「私には資格はありませんが」

7月28日礼拝メッセージ
小平牧生牧師
「私には資格はありませんが」
(イエス・キリストの生涯⑫)
ルカの福音書7章1~10節

 イエス・キリストはカペナウムを宣教活動の拠点としました。カペナウムはガリラヤ湖の北西に位置する村であり、イエスのホームタウンとも言える場所でした。ここでイエスは多くの奇跡を起こし、その一つが「百人隊長のしもべの癒し」です。

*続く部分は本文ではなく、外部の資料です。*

//! Shared data-model types.

use serde::{Deserialize, Serialize};

/// A document, identified by its file hash.
#[derive(Debug, Clone, Default, PartialEq, Serialize, Deserialize)]
pub struct Document {
    pub file_hash: String,
    pub path: String,
    pub filename: String,
    pub title: String,
    pub author: String,
    pub subject: String,
    pub keywords: String,
    pub creator: String,
    pub producer: String,
    pub page_count: u32,
}

/// A chunk hydrated with its document metadata and similarity score,
/// the unit the query retriever assembles its prompt context from.
#[derive(Debug, Clone, Default, PartialEq, Serialize, Deserialize)]
pub struct ContextChunk {
    pub vector_hash: u64,
    pub text: String,
    pub page_num: u32,
    pub file_hash: String,
    pub file_path: String,
    pub file_name: String,
    pub title: String,
    pub author: String,
    pub page_count: u32,
    pub score: f32,
}

/// Result of `queryRag`.
#[derive(Debug, Clone, Default, Serialize, Deserialize)]
pub struct RagResult {
    pub response: String,
    pub context_chunks: Vec<ContextChunk>,
    pub referenced_document_count: usize,
}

 当時、ヘロデ・アンティパスはガリラヤとペレアの領主としてこれらの地域を統治していました。これらの地域はローマ帝国の支配下にありましたが、ローマの政策に従う一方で、ヘロデ・アンティパスはある程度の自治権も有していたのです。百人隊長は百人編成の部隊を率いる指揮官であり、ローマ軍の代表としてアンティパスの統治を支援し、地方の治安と秩序を維持する役割を果たしました。一部の状況では間接的にアンティパスの命令や影響を受けていた可能性も考えられます。イエスがカペナウムを訪れたことを知った百人隊長は、ユダヤ人の長老たちをイエスのもとに遣わし、瀕死のしもべ(奴隷)の癒しを懇願しました。

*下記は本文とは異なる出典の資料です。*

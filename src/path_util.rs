//! Path string expansion at the boundary.
//!
//! Expands a leading `~` to the user's home directory and `$VAR`/`${VAR}`
//! environment references anywhere in the string.

/// Expand `~` (home directory) and `$VAR` / `${VAR}` references in a path.
pub fn expand_path(path: &str) -> String {
    let home_expanded = if let Some(rest) = path.strip_prefix("~/") {
        match dirs::home_dir() {
            Some(home) => format!("{}/{}", home.display(), rest),
            None => path.to_string(),
        }
    } else if path == "~" {
        dirs::home_dir()
            .map(|h| h.display().to_string())
            .unwrap_or_else(|| path.to_string())
    } else {
        path.to_string()
    };

    expand_env_vars(&home_expanded)
}

fn expand_env_vars(input: &str) -> String {
    let mut out = String::with_capacity(input.len());
    let bytes: Vec<char> = input.chars().collect();
    let mut i = 0;
    while i < bytes.len() {
        if bytes[i] == '$' && i + 1 < bytes.len() {
            if bytes[i + 1] == '{' {
                if let Some(end) = bytes[i + 2..].iter().position(|&c| c == '}') {
                    let name: String = bytes[i + 2..i + 2 + end].iter().collect();
                    out.push_str(&std::env::var(&name).unwrap_or_default());
                    i += 2 + end + 1;
                    continue;
                }
            } else if bytes[i + 1].is_alphabetic() || bytes[i + 1] == '_' {
                let start = i + 1;
                let mut end = start;
                while end < bytes.len() && (bytes[end].is_alphanumeric() || bytes[end] == '_') {
                    end += 1;
                }
                let name: String = bytes[start..end].iter().collect();
                out.push_str(&std::env::var(&name).unwrap_or_default());
                i = end;
                continue;
            }
        }
        out.push(bytes[i]);
        i += 1;
    }
    out
}

#[cfg(test)]
mod tests {
    use super::*;

    #[test]
    fn expands_dollar_var() {
        std::env::set_var("RAGCORPUS_TEST_VAR", "docs");
        assert_eq!(expand_path("/data/$RAGCORPUS_TEST_VAR/a.pdf"), "/data/docs/a.pdf");
        assert_eq!(expand_path("/data/${RAGCORPUS_TEST_VAR}/a.pdf"), "/data/docs/a.pdf");
    }

    #[test]
    fn leaves_plain_paths_untouched() {
        assert_eq!(expand_path("/data/a.pdf"), "/data/a.pdf");
    }

    #[test]
    fn unset_var_expands_empty() {
        std::env::remove_var("RAGCORPUS_DOES_NOT_EXIST");
        assert_eq!(expand_path("/data/$RAGCORPUS_DOES_NOT_EXIST/a.pdf"), "/data//a.pdf");
    }
}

 新約聖書には、複数の百人隊長が登場しますが、いずれも好意的に描かれています。特に、今日の箇所に登場する百人隊長の信仰は、イエスを深く感嘆させました。注目すべきは、4節と6節に繰り返し現れる「資格」という言葉です。ユダヤ人の長老たちは、異邦人である百人隊長に「資格がある」と主張し、一方、百人隊長自身は「資格はありません」と謙遜しています。これは、当時のユダヤ人と異邦人の関係性からすると、一見矛盾しているように思えます。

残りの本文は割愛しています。